Suona un po’ strano, forse, sentir parlare di mafia dopo tutto quello che è successo in questi giorni a Messina. Alla luce degli oltre trenta arresti, tra cui anche alcuni volti piuttosto noti, alla luce del segreto di Pulcinella sul pagamento del pizzo, alla luce della paura, che ancora pervade i messinesi, di denunciare le estorsioni criminali. A volte ci si sente soli contro la mafia e, si sa, la solitudine in questi casi non è una buona cosa. Ci si sente soli come si sentivano soli tutti quei giornalisti, magistrati, giudici, medici che hanno iniziato a combattere la mafia quando ha puntato il dito contro lo Stato, ed è proprio di questo che parla “I mille morti di Palermo”, libro di Antonio Calabrò, scrittore e giornalista del “L’Ora”, negli della guerra di mafia, presentato ieri mattina alla Sala Sinopoli del Teatro Vittorio Emanuele.

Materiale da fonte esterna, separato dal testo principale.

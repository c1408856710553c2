//! State types owned by the transport adapters, the alert state machine,
//! and the panel animator.
//!
//! Each type here has exactly one writer:
//! - `ConnectionState` is written only by its adapter's reception loop and
//!   published through a watch channel; observers get snapshots.
//! - `AlertState` transitions only on the consumer tick.
//! - `AnimationState` is updated once per tick by the panel animator.

use std::fmt;
use std::time::Duration;

// ============================================================================
// Connection State
// ============================================================================

/// Snapshot of a transport adapter's connection.
#[derive(Debug, Clone, PartialEq, Eq)]
pub enum ConnectionState {
    /// No connection and none in progress (startup or after shutdown).
    Disconnected,

    /// A connection attempt is in flight.
    Connecting,

    /// Connected and receiving.
    Connected,

    /// Connection lost or never established; a retry is scheduled.
    Reconnecting {
        /// Consecutive failed attempts so far (1-based).
        attempt: u32,
        /// Delay until the next attempt.
        retry_in: Duration,
    },
}

impl ConnectionState {
    /// Returns true while the adapter can deliver messages.
    pub fn is_connected(&self) -> bool {
        matches!(self, Self::Connected)
    }
}

impl fmt::Display for ConnectionState {
    fn fmt(&self, f: &mut fmt::Formatter<'_>) -> fmt::Result {
        match self {
            Self::Disconnected => write!(f, "disconnected"),
            Self::Connecting => write!(f, "connecting"),
            Self::Connected => write!(f, "connected"),
            Self::Reconnecting { attempt, retry_in } => {
                write!(f, "reconnecting (attempt {attempt}, retry in {:.1}s)", retry_in.as_secs_f32())
            }
        }
    }
}

// ============================================================================
// Alert State
// ============================================================================

/// State of the fall-alert episode machine.
///
/// Transitions are monotonic within an episode:
/// `Idle -> Alerting -> Recovering -> Idle`. A fall event during an
/// episode restarts the timer; it never opens a second episode.
///
/// `held_for` accumulates explicit tick deltas rather than recording a
/// wall-clock entry instant, so the machine is exact under a fixed tick
/// and needs no clock in tests.
#[derive(Debug, Clone, Copy, PartialEq, Eq)]
pub enum AlertState {
    /// No active alert.
    Idle,

    /// A fall was detected; the alert is being displayed.
    Alerting {
        /// Time spent alerting so far.
        held_for: Duration,
    },

    /// The subject is transitioning back to the stand pose.
    Recovering {
        /// Time spent recovering so far.
        held_for: Duration,
    },
}

impl AlertState {
    /// Returns true while an episode is in progress.
    pub fn is_active(&self) -> bool {
        !matches!(self, Self::Idle)
    }
}

impl fmt::Display for AlertState {
    fn fmt(&self, f: &mut fmt::Formatter<'_>) -> fmt::Result {
        match self {
            Self::Idle => write!(f, "idle"),
            Self::Alerting { held_for } => {
                write!(f, "alerting ({:.2}s)", held_for.as_secs_f32())
            }
            Self::Recovering { held_for } => {
                write!(f, "recovering ({:.2}s)", held_for.as_secs_f32())
            }
        }
    }
}

// ============================================================================
// Animation State
// ============================================================================

/// Phase of the warning-panel animation.
#[derive(Debug, Clone, Copy, PartialEq, Eq)]
pub enum AnimationPhase {
    /// Panel is not shown.
    Hidden,

    /// Grow animation in progress.
    Showing,

    /// Fully visible, hold timer running.
    Visible,

    /// Shrink animation in progress.
    Hiding,
}

impl fmt::Display for AnimationPhase {
    fn fmt(&self, f: &mut fmt::Formatter<'_>) -> fmt::Result {
        match self {
            Self::Hidden => write!(f, "hidden"),
            Self::Showing => write!(f, "showing"),
            Self::Visible => write!(f, "visible"),
            Self::Hiding => write!(f, "hiding"),
        }
    }
}

/// Snapshot of the panel animator, for status displays.
#[derive(Debug, Clone, Copy, PartialEq)]
pub struct AnimationState {
    /// Current phase.
    pub phase: AnimationPhase,

    /// Curve progress in [0, 1] for Showing/Hiding; 1.0 when Visible,
    /// 0.0 when Hidden.
    pub elapsed: f32,
}

#[cfg(test)]
mod tests {
    use super::*;

    #[test]
    fn test_connection_state_is_connected() {
        assert!(ConnectionState::Connected.is_connected());
        assert!(!ConnectionState::Disconnected.is_connected());
        assert!(!ConnectionState::Connecting.is_connected());
        assert!(!ConnectionState::Reconnecting {
            attempt: 3,
            retry_in: Duration::from_secs(5)
        }
        .is_connected());
    }

    #[test]
    fn test_connection_state_display() {
        assert_eq!(ConnectionState::Connected.to_string(), "connected");
        let state = ConnectionState::Reconnecting {
            attempt: 2,
            retry_in: Duration::from_secs(5),
        };
        assert_eq!(state.to_string(), "reconnecting (attempt 2, retry in 5.0s)");
    }

    #[test]
    fn test_alert_state_is_active() {
        assert!(!AlertState::Idle.is_active());
        assert!(AlertState::Alerting {
            held_for: Duration::ZERO
        }
        .is_active());
        assert!(AlertState::Recovering {
            held_for: Duration::ZERO
        }
        .is_active());
    }

    #[test]
    fn test_alert_state_display() {
        assert_eq!(AlertState::Idle.to_string(), "idle");
        let state = AlertState::Alerting {
            held_for: Duration::from_millis(1500),
        };
        assert_eq!(state.to_string(), "alerting (1.50s)");
    }

    #[test]
    fn test_animation_phase_display() {
        assert_eq!(AnimationPhase::Hidden.to_string(), "hidden");
        assert_eq!(AnimationPhase::Showing.to_string(), "showing");
        assert_eq!(AnimationPhase::Visible.to_string(), "visible");
        assert_eq!(AnimationPhase::Hiding.to_string(), "hiding");
    }
}
//! The command vocabulary recognized on the wire.

use std::fmt;

/// A parsed sensor command.
///
/// Produced by the line parser; consumed by the alert state machine.
/// Anything the parser does not recognize degrades to `Unknown` with the
/// original payload preserved for logging.
#[derive(Debug, Clone, PartialEq, Eq)]
pub enum Command {
    /// The monitored person has fallen.
    Fall,

    /// The monitored person is standing (recovery).
    Stand,

    /// Unrecognized payload, carried verbatim.
    Unknown(String),
}

impl Command {
    /// Returns true for commands the alert state machine reacts to.
    pub fn is_recognized(&self) -> bool {
        !matches!(self, Self::Unknown(_))
    }
}

impl fmt::Display for Command {
    fn fmt(&self, f: &mut fmt::Formatter<'_>) -> fmt::Result {
        match self {
            Self::Fall => write!(f, "fall"),
            Self::Stand => write!(f, "stand"),
            Self::Unknown(raw) => write!(f, "unknown ({raw})"),
        }
    }
}

#[cfg(test)]
mod tests {
    use super::*;

    #[test]
    fn test_is_recognized() {
        assert!(Command::Fall.is_recognized());
        assert!(Command::Stand.is_recognized());
        assert!(!Command::Unknown("garbage".to_string()).is_recognized());
    }

    #[test]
    fn test_display() {
        assert_eq!(Command::Fall.to_string(), "fall");
        assert_eq!(Command::Stand.to_string(), "stand");
        assert_eq!(
            Command::Unknown("beep".to_string()).to_string(),
            "unknown (beep)"
        );
    }
}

Una mafia di cui è necessario parlare, come sostiene lo stesso autore, per essere in grado di riconoscerla, analizzarla e capirla, per poter arrivare alla sua radice e non confonderla. Perché la mafia è individualità, la mafia è in quei soprannomi dati ai criminali che identificano delle caratteristiche, che attribuiscono dei tratti alla persona stessa e che, quindi, la differenziano. E nel libro di Calabrò si racconta anche questo, ponendo l’accento su un aspetto della criminalità organizzata di cui si parla meno: le guerre intestine in cui centinaia di persone si ammazzano in nome di un codice d’onore privo di alcun fondamento morale. «Ho sentito tante volte parlare degli eroi che combattono la mafia – dichiara il Prof. Cotroneo, emerito di Storia della filosofia – ma non conoscevo quest’altra faccia della medaglia. Qui si parla di fratelli che hanno ucciso fratelli, cognati che hanno ucciso cognati, si parla di tradimenti avvenuti all’interno delle stesse famiglie che hanno mietuto centinaia di vittime».
«Gli eroi positivi non bastano più – incalza Mario Bolognari, antropologo e direttore del Dipartimento di Civiltà Antiche e Moderne dell’Università di Messina – adesso serve sapere chi abbiamo davanti. Abbiamo bisogno di entrare dentro il male, di capire gli atteggiamenti che adottano i criminali e vedere cosa rende morale, all’occhio della persona comune, il comportamento mafioso». Provocatoria, certo, ma altrettanto veritiera l’affermazione del Prof. Bolognari. Se la mafia esiste ed è così potente è proprio perché c’è ancora chi pensa che possa essere utile, che dia lavoro, raccomandazioni, che renda la vita più semplice.
«Essere siciliani – afferma Calabrò – è difficile. Ma la nostra terra, bisogna ricordarlo, non è solo quella di Totò Riina e Bernardo Provenzano, è anche la terra di Rocco Chinnici, Giovanni Falcone, Salvatore Borsellino, Pio La Torre. È quella terra in cui ci sono stati elementi che hanno fatto la differenza, elementi che hanno creato delle distinzioni e che hanno provato a cambiare le cose».
La Sicilia è quel luogo in cui coesistono, in una perenne dicotomia, un’anima positiva e un’anima negativa. «E non dobbiamo dimenticare – conclude l’autore – che in questo momento lo Stato ha vinto la sua battaglia contro la mafia, certo, in futuro è possibile che le cose cambieranno, ma attualmente è questa la chiave fondamentale».
E per quanto il libro sia incentrato su un’altra città e in un altro periodo storico, forse questa stessa nota positiva possiamo ricollocarla anche a Messina, dove lo Stato, proprio in questi giorni, ha vinto una sua piccola, anche se poi non tanto, battaglia contro la mafia.